◆ Required work
The number of lines below that contain the word "remove" is all that the answer should hold.

========================================

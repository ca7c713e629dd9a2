//! Expansion tracker: which nodes currently show their children.
//!
//! Keyed by node id only, so the state survives hierarchy rebuilds.

use std::collections::BTreeSet;

use crate::domain::entities::NodeId;

#[derive(Debug, Clone, Default, PartialEq, Eq)]
pub struct ExpansionSet {
    expanded: BTreeSet<NodeId>,
}

impl ExpansionSet {
    pub fn new() -> Self {
        Self::default()
    }

    /// Flip membership of `id`, returning the new state.
    pub fn toggle(&mut self, id: NodeId) -> bool {
        if self.expanded.remove(&id) {
            false
        } else {
            self.expanded.insert(id);
            true
        }
    }

    pub fn is_expanded(&self, id: NodeId) -> bool {
        self.expanded.contains(&id)
    }

    pub fn expand(&mut self, id: NodeId) -> bool {
        self.expanded.insert(id)
    }

    pub fn collapse(&mut self, id: NodeId) -> bool {
        self.expanded.remove(&id)
    }

    /// Retire the entry of a deleted node.
    pub fn remove(&mut self, id: NodeId) -> bool {
        self.expanded.remove(&id)
    }

    pub fn retain(&mut self, mut keep: impl FnMut(NodeId) -> bool) {
        self.expanded.retain(|&id| keep(id));
    }

    pub fn expand_all(&mut self, ids: impl IntoIterator<Item = NodeId>) {
        self.expanded.extend(ids);
    }

    pub fn collapse_all(&mut self) {
        self.expanded.clear();
    }

    /// Move an entry to a new id (server-assigned id replacing a temporary one).
    pub fn rename(&mut self, from: NodeId, to: NodeId) {
        if self.expanded.remove(&from) {
            self.expanded.insert(to);
        }
    }

    pub fn len(&self) -> usize {
        self.expanded.len()
    }

    pub fn is_empty(&self) -> bool {
        self.expanded.is_empty()
    }

    pub fn iter(&self) -> impl Iterator<Item = NodeId> + '_ {
        self.expanded.iter().copied()
    }
}

#[cfg(test)]
mod tests {
    use super::*;

    #[test]
    fn given_id_when_toggled_twice_then_restores_original_state() {
        let mut set = ExpansionSet::new();

        assert!(set.toggle(5));
        assert!(set.is_expanded(5));
        assert!(!set.toggle(5));
        assert!(!set.is_expanded(5));
    }

    #[test]
    fn given_expanded_ids_when_retaining_then_drops_others() {
        let mut set = ExpansionSet::new();
        set.expand_all([1, 2, 3]);

        set.retain(|id| id != 2);

        assert_eq!(set.iter().collect::<Vec<_>>(), vec![1, 3]);
    }

    #[test]
    fn given_unknown_id_when_removing_then_noop() {
        let mut set = ExpansionSet::new();

        assert!(!set.remove(42));
        assert!(set.is_empty());
    }

    #[test]
    fn given_expanded_temp_id_when_renaming_then_moves_entry() {
        let mut set = ExpansionSet::new();
        set.expand(10);

        set.rename(10, 20);
        set.rename(30, 40);

        assert!(set.is_expanded(20));
        assert!(!set.is_expanded(10));
        assert!(!set.is_expanded(40));
    }
}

========================================

◆ Your solution
6